By amended petition, petitioner alleged that she had lived with the child and been her primary caregiver since 2004. According to petitioner, after respondent moved from their home in Sullivan County to Pennsylvania in June 2014, respondent did not make any effort to see or even contact the child until September 2014. Petitioner alleged that when respondent returned to their home in Sullivan County in September 2014, he frightened the child when he attempted to break into the home while yelling and cursing, whereupon respondent faced pending criminal charges. Petitioner also alleged that, in Pennsylvania, respondent resides with two people who abuse alcohol and/or use marihuana. According to petitioner, during the 10 years that she resided with respondent and the child, she developed a close bond with the child and that it was she, not respondent, who attended to all of the child’s “social, educational, medical, spiritual and financial needs,” including attending all medical appointments and parent-teacher conferences.

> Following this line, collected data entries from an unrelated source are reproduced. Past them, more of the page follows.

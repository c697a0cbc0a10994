#[derive(Clone, Copy, Debug, PartialEq, Eq)]
pub enum RenderableSeverity {
    Info,
    Warning,
    Error,
}

#[derive(Clone, Copy, Debug, PartialEq, Eq)]
pub enum RenderableVerdictStatus {
    Pass,
    Warn,
    Fail,
}

impl RenderableVerdictStatus {
    pub fn label(self) -> &'static str {
        match self {
            RenderableVerdictStatus::Pass => "PASS",
            RenderableVerdictStatus::Warn => "WARN",
            RenderableVerdictStatus::Fail => "FAIL",
        }
    }
}

/// Policy, optional rule priority, optional field.
#[derive(Clone, Debug, PartialEq, Eq)]
pub struct RenderableLocation {
    pub policy: String,
    pub priority: Option<u32>,
    pub field: Option<String>,
}

impl RenderableLocation {
    pub fn subject(&self) -> String {
        match self.priority {
            Some(p) => format!("priority {p}"),
            None => "policy".to_string(),
        }
    }
}

#[derive(Clone, Debug, PartialEq, Eq)]
pub struct RenderableFinding {
    pub severity: RenderableSeverity,
    pub check_id: Option<String>,
    pub code: String,
    pub message: String,
    pub location: Option<RenderableLocation>,
    pub help: Option<String>,
}

#[derive(Clone, Debug, Default, PartialEq, Eq)]
pub struct RenderableData {
    pub project: String,
    pub policy: String,
    pub region: Option<String>,
    pub rules_checked: u32,
    pub assertions_checked: u32,
    pub findings_emitted: u32,
    pub findings_total: u32,
    pub truncated_reason: Option<String>,
}

#[derive(Clone, Debug, PartialEq, Eq)]
pub struct RenderableReport {
    pub verdict: RenderableVerdictStatus,
    pub findings: Vec<RenderableFinding>,
    pub data: RenderableData,
}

On a motion to dismiss pursuant to CPLR 3211 “ ‘the pleading is to be afforded a liberal construction. We accept the facts as alleged in the [petition] as true, accord [the petitioner] the benefit of every possible favorable inference, and determine only whether the facts as alleged fit within any cognizable theory’ ” (Matter of McBride v Springsteen-El, 106 AD3d 1402, 1402 [2013], quoting Leon v Martinez, 84 NY2d 83, 87-88 [1994]). Here, after finding that the “primary issue” presented was whether respondent’s conduct could be characterized as “abandonment,” Family Court determined that petitioner did not allege sufficient facts to overcome respondent’s motion. We disagree.

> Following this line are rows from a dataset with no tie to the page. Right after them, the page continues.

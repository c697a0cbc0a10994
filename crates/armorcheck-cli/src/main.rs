//! CLI entry point for armorcheck.
//!
//! This module is intentionally thin: it handles argument parsing, I/O, and exit codes.
//! All business logic lives in the `armorcheck-app` crate.

mod logging;

use anyhow::Context;
use armorcheck_app::{
    ExplainOutput, SchemaKind, VerifyInput, describer_for, format_explanation, format_not_found,
    parse_report_json, render_annotations, render_markdown, render_text, run_explain, run_schema,
    run_verify, runtime_error_report, serialize_report, to_renderable, verdict_exit_code,
};
use armorcheck_gcloud::Outputs;
use armorcheck_settings::Overrides;
use armorcheck_types::ArmorcheckReport;
use camino::{Utf8Path, Utf8PathBuf};
use clap::{Parser, Subcommand, ValueEnum};
use logging::LogFormat;
use tracing::error;

#[derive(Parser, Debug)]
#[command(
    name = "armorcheck",
    version,
    about = "Verify provisioned Cloud Armor security policies against a declarative suite"
)]
struct Cli {
    /// Override profile (strict|warn|audit).
    #[arg(long, global = true)]
    profile: Option<String>,

    /// Override maximum findings to emit.
    #[arg(long, global = true)]
    max_findings: Option<u32>,

    /// Log filter when RUST_LOG is unset (e.g. `debug`, `armorcheck_gcloud=debug`).
    #[arg(long, global = true, default_value = "warn")]
    log_level: String,

    #[arg(long, global = true, value_enum, default_value_t = LogFormat::Text)]
    log_format: LogFormat,

    #[command(subcommand)]
    cmd: Commands,
}

#[derive(Subcommand, Debug)]
enum Commands {
    /// Describe the policy and its rules and compare them with a suite.
    Verify {
        /// Suite file (TOML).
        #[arg(long)]
        suite: Utf8PathBuf,

        /// Provisioning outputs (`terraform output -json` or a flat JSON map).
        #[arg(long)]
        outputs: Option<Utf8PathBuf>,

        /// Set or override a provisioning output (`name=value`, repeatable).
        #[arg(long = "output", value_name = "NAME=VALUE")]
        output_overrides: Vec<String>,

        /// Read recorded describe output from this directory instead of running gcloud.
        #[arg(long)]
        fixtures: Option<Utf8PathBuf>,

        /// Where to write the JSON report.
        #[arg(long, default_value = "artifacts/armorcheck/report.json")]
        report_out: Utf8PathBuf,

        /// Write a Markdown report alongside the JSON.
        #[arg(long)]
        write_markdown: bool,

        /// Where to write the Markdown report (if enabled).
        #[arg(long, default_value = "artifacts/armorcheck/comment.md")]
        markdown_out: Utf8PathBuf,
    },

    /// Render markdown from an existing JSON report.
    Md {
        #[arg(long, default_value = "artifacts/armorcheck/report.json")]
        report: Utf8PathBuf,

        /// Where to write the Markdown output (if not specified, prints to stdout).
        #[arg(long, short)]
        output: Option<Utf8PathBuf>,
    },

    /// Render GitHub Actions annotations from an existing JSON report.
    Annotations {
        #[arg(long, default_value = "artifacts/armorcheck/report.json")]
        report: Utf8PathBuf,

        /// Maximum number of annotations to emit.
        #[arg(long, default_value = "10")]
        max: usize,
    },

    /// Print an existing JSON report as one line per failed assertion.
    Text {
        #[arg(long, default_value = "artifacts/armorcheck/report.json")]
        report: Utf8PathBuf,
    },

    /// Explain a check_id or code with remediation guidance.
    Explain {
        /// The check_id (e.g. "rule.match") or code (e.g. "ip_range_mismatch") to explain.
        identifier: String,
    },

    /// Print the JSON schema of the report or suite format.
    Schema {
        #[arg(value_enum)]
        kind: SchemaArg,
    },
}

#[derive(Clone, Copy, Debug, ValueEnum)]
enum SchemaArg {
    Report,
    Suite,
}

fn main() -> anyhow::Result<()> {
    let cli = Cli::parse();
    logging::init_logging(&cli.log_level, cli.log_format);

    match &cli.cmd {
        Commands::Verify {
            suite,
            outputs,
            output_overrides,
            fixtures,
            report_out,
            write_markdown,
            markdown_out,
        } => cmd_verify(
            &cli,
            VerifyArgs {
                suite,
                outputs: outputs.as_deref(),
                output_overrides,
                fixtures: fixtures.as_deref(),
                report_out,
                markdown_out: write_markdown.then_some(markdown_out.as_path()),
            },
        ),
        Commands::Md { report, output } => cmd_md(report, output.as_deref()),
        Commands::Annotations { report, max } => cmd_annotations(report, *max),
        Commands::Text { report } => cmd_text(report),
        Commands::Explain { identifier } => cmd_explain(identifier),
        Commands::Schema { kind } => {
            let kind = match kind {
                SchemaArg::Report => SchemaKind::Report,
                SchemaArg::Suite => SchemaKind::Suite,
            };
            println!("{}", run_schema(kind)?);
            Ok(())
        }
    }
}

struct VerifyArgs<'a> {
    suite: &'a Utf8Path,
    outputs: Option<&'a Utf8Path>,
    output_overrides: &'a [String],
    fixtures: Option<&'a Utf8Path>,
    report_out: &'a Utf8Path,
    markdown_out: Option<&'a Utf8Path>,
}

fn cmd_verify(cli: &Cli, args: VerifyArgs<'_>) -> anyhow::Result<()> {
    let result = (|| -> anyhow::Result<i32> {
        let suite_text = std::fs::read_to_string(args.suite)
            .with_context(|| format!("read suite: {}", args.suite))?;

        let mut outputs = match args.outputs {
            Some(path) => Outputs::load(path)?,
            None => Outputs::new(),
        };
        outputs.apply_overrides(args.output_overrides)?;

        let describe = describer_for(args.fixtures);
        let output = run_verify(VerifyInput {
            suite_text: &suite_text,
            outputs: &outputs,
            describe: describe.as_ref(),
            overrides: Overrides {
                profile: cli.profile.clone(),
                max_findings: cli.max_findings,
            },
        })?;

        write_report_file(args.report_out, &output.report).context("write report json")?;

        let renderable = to_renderable(&output.report);
        if let Some(md_path) = args.markdown_out {
            write_text_file(md_path, &render_markdown(&renderable)).context("write markdown")?;
        }
        print!("{}", render_text(&renderable));

        Ok(verdict_exit_code(output.report.verdict))
    })();

    match result {
        Ok(code) => {
            if code != 0 {
                std::process::exit(code);
            }
            Ok(())
        }
        Err(err) => {
            let profile = runtime_profile(cli, args.suite);
            let report = runtime_error_report(&profile, &format!("{err:#}"));
            if let Err(write_err) = write_report_file(args.report_out, &report) {
                error!("could not write runtime error report: {write_err:#}");
            }
            eprintln!("armorcheck error: {err:#}");
            std::process::exit(1);
        }
    }
}

/// Profile label for a runtime error report: the CLI override, else the suite's own.
fn runtime_profile(cli: &Cli, suite: &Utf8Path) -> String {
    cli.profile
        .clone()
        .or_else(|| {
            let text = std::fs::read_to_string(suite).ok()?;
            armorcheck_settings::parse_suite_toml(&text).ok()?.profile
        })
        .unwrap_or_else(|| "strict".to_string())
}

fn write_report_file(path: &Utf8Path, report: &ArmorcheckReport) -> anyhow::Result<()> {
    if let Some(parent) = path.parent() {
        std::fs::create_dir_all(parent).with_context(|| format!("create directory: {}", parent))?;
    }
    let data = serialize_report(report)?;
    std::fs::write(path, data).with_context(|| format!("write report: {}", path))?;
    Ok(())
}

fn write_text_file(path: &Utf8Path, text: &str) -> anyhow::Result<()> {
    if let Some(parent) = path.parent() {
        std::fs::create_dir_all(parent).with_context(|| format!("create directory: {}", parent))?;
    }
    std::fs::write(path, text).with_context(|| format!("write text: {}", path))?;
    Ok(())
}

fn read_report(path: &Utf8Path) -> anyhow::Result<ArmorcheckReport> {
    let text = std::fs::read_to_string(path).with_context(|| format!("read report: {}", path))?;
    parse_report_json(&text)
}

fn cmd_md(report_path: &Utf8Path, output: Option<&Utf8Path>) -> anyhow::Result<()> {
    let renderable = to_renderable(&read_report(report_path)?);
    let md = render_markdown(&renderable);

    match output {
        Some(out_path) => write_text_file(out_path, &md).context("write markdown output")?,
        None => print!("{}", md),
    }
    Ok(())
}

fn cmd_annotations(report_path: &Utf8Path, max: usize) -> anyhow::Result<()> {
    let renderable = to_renderable(&read_report(report_path)?);
    for annotation in render_annotations(&renderable, max) {
        println!("{}", annotation);
    }
    Ok(())
}

fn cmd_text(report_path: &Utf8Path) -> anyhow::Result<()> {
    let renderable = to_renderable(&read_report(report_path)?);
    print!("{}", render_text(&renderable));
    Ok(())
}

fn cmd_explain(identifier: &str) -> anyhow::Result<()> {
    match run_explain(identifier) {
        ExplainOutput::Found {
            identifier,
            kind,
            explanation,
        } => {
            print!("{}", format_explanation(&identifier, kind, &explanation));
            Ok(())
        }
        ExplainOutput::NotFound {
            identifier,
            suggestions,
            available_check_ids,
            available_codes,
        } => {
            eprint!(
                "{}",
                format_not_found(&identifier, &suggestions, available_check_ids, available_codes)
            );
            std::process::exit(1);
        }
    }
}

Where, as here, the issue presented is whether a nonparent has demonstrated a superior right to custody, “[w]ith few exceptions, an evidentiary hearing [will be] necessary to determine whether extraordinary circumstances exist” (Matter of Daniels v Lushia, 101 AD3d 1405, 1406 [2012]; see Matter of Liz WW. v Shakeria XX., 128 AD3d 1118, 1120 [2015], lv dismissed 25 NY3d 1195 [2015]). To properly assess the factors that may constitute extraordinary circumstances, it is necessary to “consider[ ] the cumulative effect of all issues present in a given case” (Matter of Curless v McLarney, 125 AD3d at 1195 *1150[internal quotation marks and citation omitted]), such as “the child’s psychological bonding and attachments, the prior disruption of the parent’s custody, separation from siblings and potential harm to the child, as well as the parent’s neglect or abdication of responsibilities and the child’s poor relationship with the parent” (Matter of Pettaway v Savage, 87 AD3d 796, 797-798 [2011], lv denied 18 NY3d 801 [2011]).

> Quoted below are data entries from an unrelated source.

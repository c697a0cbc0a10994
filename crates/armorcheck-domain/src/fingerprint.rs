use sha2::{Digest, Sha256};

/// Compute a stable SHA-256 fingerprint for a field finding.
///
/// Identity fields:
/// - check_id
/// - code
/// - policy name
/// - rule priority (`policy` for policy-level findings)
/// - field path, plus the element index for sequence elements
/// - `doc<N>` when the describe call returned several documents
pub fn fingerprint_for_field(
    check_id: &str,
    code: &str,
    policy: &str,
    priority: Option<u32>,
    field: &str,
    index: Option<usize>,
    doc_index: Option<usize>,
) -> String {
    let subject = priority
        .map(|p| p.to_string())
        .unwrap_or_else(|| "policy".to_string());
    let mut parts = vec![check_id.to_string(), code.to_string(), policy.to_string(), subject];
    parts.push(field.to_string());
    if let Some(i) = index {
        parts.push(i.to_string());
    }
    if let Some(d) = doc_index {
        parts.push(format!("doc{d}"));
    }
    let canonical = parts.join("|");

    let mut hasher = Sha256::new();
    hasher.update(canonical.as_bytes());
    let digest = hasher.finalize();
    hex::encode(digest)
}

Here, by focusing its review on whether respondent abandoned the child, Family Court did not engage in the necessary, comprehensive analysis of the factors alleged in the petition and, instead, viewed this factor “in isolation” (id. at 797). In our view, affording the requisite deference to the amended petition, as we must on a motion to dismiss (see Matter of McBride v Springsteen-El, 106 AD3d at 1402), petitioner alleged sufficient facts to warrant a fact-finding hearing as to whether extraordinary circumstances exist based on the “cumulative effect” of all of the alleged factors.

Lahtinen, J.P., McCarthy and Devine, JJ., concur. Ordered that the order is reversed, on the law, without costs, motion denied, and matter remitted to the Family Court of Sullivan County for further proceedings not inconsistent with this Court’s decision.